**THE TASK:** Please repeat every entry, keeping each one exactly the same.

**EXTRACTED ENTRIES:**
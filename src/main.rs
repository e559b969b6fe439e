use std::sync::Arc;

use anyhow::Context;
use clap::Parser;
use sr_client::{CommandSink, Task};
use sr_engine::{ConfigStore, EngineRequest, JsonConfigStore, ProcessSupervisor};
use tokio::task::JoinSet;
use tokio_util::sync::CancellationToken;
use tracing::metadata::LevelFilter;
use tracing_subscriber::{filter::Targets, layer::SubscriberExt, util::SubscriberInitExt, Layer};

use crate::cli::interactive::Console;

#[macro_use]
extern crate tracing;

mod cli;
mod config;
mod server;

#[tokio::main(flavor = "multi_thread")]
async fn main() -> anyhow::Result<()> {
    // setup colorful backtraces
    color_backtrace::install();

    let mut targets = Targets::new().with_default(LevelFilter::INFO);

    if let Ok(directives) = std::env::var("RUST_LOG") {
        for directive in directives.split(',') {
            if let Some((target, level)) = directive.split_once('=') {
                targets = targets.with_target(
                    target,
                    level.parse::<LevelFilter>().context("invalid log level")?,
                );
            } else {
                targets = targets.with_default(
                    directive
                        .parse::<LevelFilter>()
                        .context("invalid log level")?,
                );
            }
        }
    }

    let (writer, _guard) =
        tracing_appender::non_blocking(tracing_appender::rolling::hourly("logs", "stream-relay"));

    let reg = tracing_subscriber::registry();

    #[cfg(tokio_unstable)]
    let reg = reg.with(console_subscriber::spawn());

    reg
        // writer that outputs to console
        .with(tracing_subscriber::fmt::layer().with_filter(targets))
        // writer that outputs to files
        .with(
            tracing_subscriber::fmt::layer()
                .with_ansi(false)
                .with_writer(writer)
                .with_filter(Targets::new().with_targets(vec![
                    ("stream_relay", LevelFilter::DEBUG),
                    ("sr_engine", LevelFilter::DEBUG),
                    ("engine", LevelFilter::INFO),
                ])),
        )
        .init();

    let main_args = cli::args::MainArgs::parse();

    debug!("reading config from {:?}", &main_args.config);
    let config = crate::config::RelayConfig::read(main_args.config.as_deref())
        .context("failed to read config file")?;

    run_tasks(config, main_args).await
}

async fn run_tasks(
    config: crate::config::RelayConfig,
    main_args: cli::args::MainArgs,
) -> anyhow::Result<()> {
    let cancellation_token = CancellationToken::new();

    ctrlc::set_handler({
        let cancellation_token = cancellation_token.clone();
        move || {
            info!("received interrupt, shutting down");
            cancellation_token.cancel();
        }
    })
    .context("could not set ctrl+c handler")?;

    let store = JsonConfigStore::new(&config.store.path);
    store
        .ensure_dir()
        .context("failed to create configuration directory")?;
    let store: Arc<dyn ConfigStore> = Arc::new(store);

    match config.engine.locate_program() {
        Some(path) => debug!("using engine at {}", path.display()),
        None if config.engine.require_program => {
            anyhow::bail!("engine {} not found", config.engine.program.display())
        }
        None => warn!(
            "engine {} not found, start requests will fail until it is installed",
            config.engine.program.display()
        ),
    }

    let supervisor = Arc::new(ProcessSupervisor::new(
        config.engine.supervisor_options(),
    ));

    debug!("initializing engine task");
    let engine_task = sr_engine::create_task(supervisor, store.clone())
        .context("failed to initialize engine task")?;
    let engine_cmd_tx = engine_task.cmd();
    let status = engine_task.status();

    let mut join_set = JoinSet::new();

    debug!("starting {} task", engine_task.name());
    join_set.spawn(Box::new(engine_task).run(cancellation_token.clone()));

    join_set.spawn(server::serve(
        config.server.address,
        engine_cmd_tx.clone(),
        status.clone(),
        cancellation_token.clone(),
    ));

    if config.autostart {
        if store.load().output_rtsp_url.is_empty() {
            info!("no destination configured, waiting for a start request");
        } else {
            let cmd_tx = engine_cmd_tx.clone();
            tokio::spawn(async move {
                match cmd_tx.command(EngineRequest::Start).await {
                    Ok(_) => info!("started engine with stored configuration"),
                    Err(err) => error!("could not start engine: {:#}", err),
                }
            });
        }
    }

    // the line editor blocks, so it lives on its own thread and is simply
    // abandoned when the process exits
    if main_args.script.is_some() || !main_args.headless {
        let console = Console::new(engine_cmd_tx, status, cancellation_token.clone());
        let script = main_args.script;
        let interactive = !main_args.headless;

        std::thread::Builder::new()
            .name("console".to_owned())
            .spawn(move || {
                if let Some(script) = script {
                    if let Err(err) = console.run_script(&script) {
                        error!("{:#}", err);
                    }
                }

                if interactive {
                    if let Err(err) = console.run_interactive() {
                        error!("{:#}", err);
                    }
                }
            })
            .context("failed to start console thread")?;
    }

    while let Some(res) = join_set.join_next().await {
        // if task panicked, then will be Some(Err)
        // if task terminated w/ error, then will be Some(Ok(Err))
        // need to propagate errors in both cases

        match res {
            Err(err) => {
                cancellation_token.cancel();
                return Err(err).context("task failed");
            }
            Ok(Err(err)) => {
                cancellation_token.cancel();
                return Err(err).context("task terminated with error");
            }
            _ => {
                info!("exited task");
            }
        }
    }

    Ok(())
}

**EXERCISE RESULT:**
filename src/main.rs
repository e559b969b6fe439e
use std::sync::Arc;

use anyhow::Context;
use clap::Parser;
use sr_client::{CommandSink, Task};
use sr_engine::{ConfigStore, EngineRequest, JsonConfigStore, ProcessSupervisor};
use tokio::task::JoinSet;
use tokio_util::sync::CancellationToken;
use tracing::metadata::LevelFilter;
use tracing_subscriber::{filter::Targets, layer::SubscriberExt, util::SubscriberInitExt, Layer};

use crate::cli::interactive::Console;

#[macro_use]
extern crate tracing;

mod cli;
mod config;
mod server;

#[tokio::main(flavor = "multi_thread")]
async fn main() -> anyhow::Result<()> {
    // setup colorful backtraces
    color_backtrace::install();

    let mut targets = Targets::new().with_default(LevelFilter::INFO);

    if let Ok(directives) = std::env::var("RUST_LOG") {
        for directive in directives.split(',') {
            if let Some((target, level)) = directive.split_once('=') {
                targets = targets.with_target(
                    target,
                    level.parse::<LevelFilter>().context("invalid log level")?,
                );
            } else {
                targets = targets.with_default(
                    directive
                        .parse::<LevelFilter>()
                        .context("invalid log level")?,
                );
            }
        }
    }

    let (writer, _guard) =
        tracing_appender::non_blocking(tracing_appender::rolling::hourly("logs", "stream-relay"));

    let reg = tracing_subscriber::registry();

    #[cfg(tokio_unstable)]
    let reg = reg.with(console_subscriber::spawn());

    reg
        // writer that outputs to console
        .with(tracing_subscriber::fmt::layer().with_filter(targets))
        // writer that outputs to files
        .with(
            tracing_subscriber::fmt::layer()
                .with_ansi(false)
                .with_writer(writer)
                .with_filter(Targets::new().with_targets(vec![
                    ("stream_relay", LevelFilter::DEBUG),
                    ("sr_engine", LevelFilter::DEBUG),
                    ("engine", LevelFilter::INFO),
                ])),
        )
        .init();

    let main_args = cli::args::MainArgs::parse();

    debug!("reading config from {:?}", &main_args.config);
    let config = crate::config::RelayConfig::read(main_args.config.as_deref())
        .context("failed to read config file")?;

    run_tasks(config, main_args).await
}

async fn run_tasks(
    config: crate::config::RelayConfig,
    main_args: cli::args::MainArgs,
) -> anyhow::Result<()> {
    let cancellation_token = CancellationToken::new();

    ctrlc::set_handler({
        let cancellation_token = cancellation_token.clone();
        move || {
            info!("received interrupt, shutting down");
            cancellation_token.cancel();
        }
    })
    .context("could not set ctrl+c handler")?;

    let store = JsonConfigStore::new(&config.store.path);
    store
        .ensure_dir()
        .context("failed to create configuration directory")?;
    let store: Arc<dyn ConfigStore> = Arc::new(store);

    match config.engine.locate_program() {
        Some(path) => debug!("using engine at {}", path.display()),
        None if config.engine.require_program => {
            anyhow::bail!("engine {} not found", config.engine.program.display())
        }
        None => warn!(
            "engine {} not found, start requests will fail until it is installed",
            config.engine.program.display()
        ),
    }

    let supervisor = Arc::new(ProcessSupervisor::new(
        config.engine.supervisor_options(),
    ));

    debug!("initializing engine task");
    let engine_task = sr_engine::create_task(supervisor, store.clone())
        .context("failed to initialize engine task")?;
    let engine_cmd_tx = engine_task.cmd();
    let status = engine_task.status();

    let mut join_set = JoinSet::new();

    debug!("starting {} task", engine_task.name());
    join_set.spawn(Box::new(engine_task).run(cancellation_token.clone()));

    join_set.spawn(server::serve(
        config.server.address,
        engine_cmd_tx.clone(),
        status.clone(),
        cancellation_token.clone(),
    ));

    if config.autostart {
        if store.load().output_rtsp_url.is_empty() {
            info!("no destination configured, waiting for a start request");
        } else {
            let cmd_tx = engine_cmd_tx.clone();
            tokio::spawn(async move {
                match cmd_tx.command(EngineRequest::Start).await {
                    Ok(_) => info!("started engine with stored configuration"),
                    Err(err) => error!("could not start engine: {:#}", err),
                }
            });
        }
    }

    // the line editor blocks, so it lives on its own thread and is simply
    // abandoned when the process exits
    if main_args.script.is_some() || !main_args.headless {
        let console = Console::new(engine_cmd_tx, status, cancellation_token.clone());
        let script = main_args.script;
        let interactive = !main_args.headless;

        std::thread::Builder::new()
            .name("console".to_owned())
            .spawn(move || {
                if let Some(script) = script {
                    if let Err(err) = console.run_script(&script) {
                        error!("{:#}", err);
                    }
                }

                if interactive {
                    if let Err(err) = console.run_interactive() {
                        error!("{:#}", err);
                    }
                }
            })
            .context("failed to start console thread")?;
    }

    while let Some(res) = join_set.join_next().await {
        // if task panicked, then will be Some(Err)
        // if task terminated w/ error, then will be Some(Ok(Err))
        // need to propagate errors in both cases

        match res {
            Err(err) => {
                cancellation_token.cancel();
                return Err(err).context("task failed");
            }
            Ok(Err(err)) => {
                cancellation_token.cancel();
                return Err(err).context("task terminated with error");
            }
            _ => {
                info!("exited task");
            }
        }
    }

    Ok(())
}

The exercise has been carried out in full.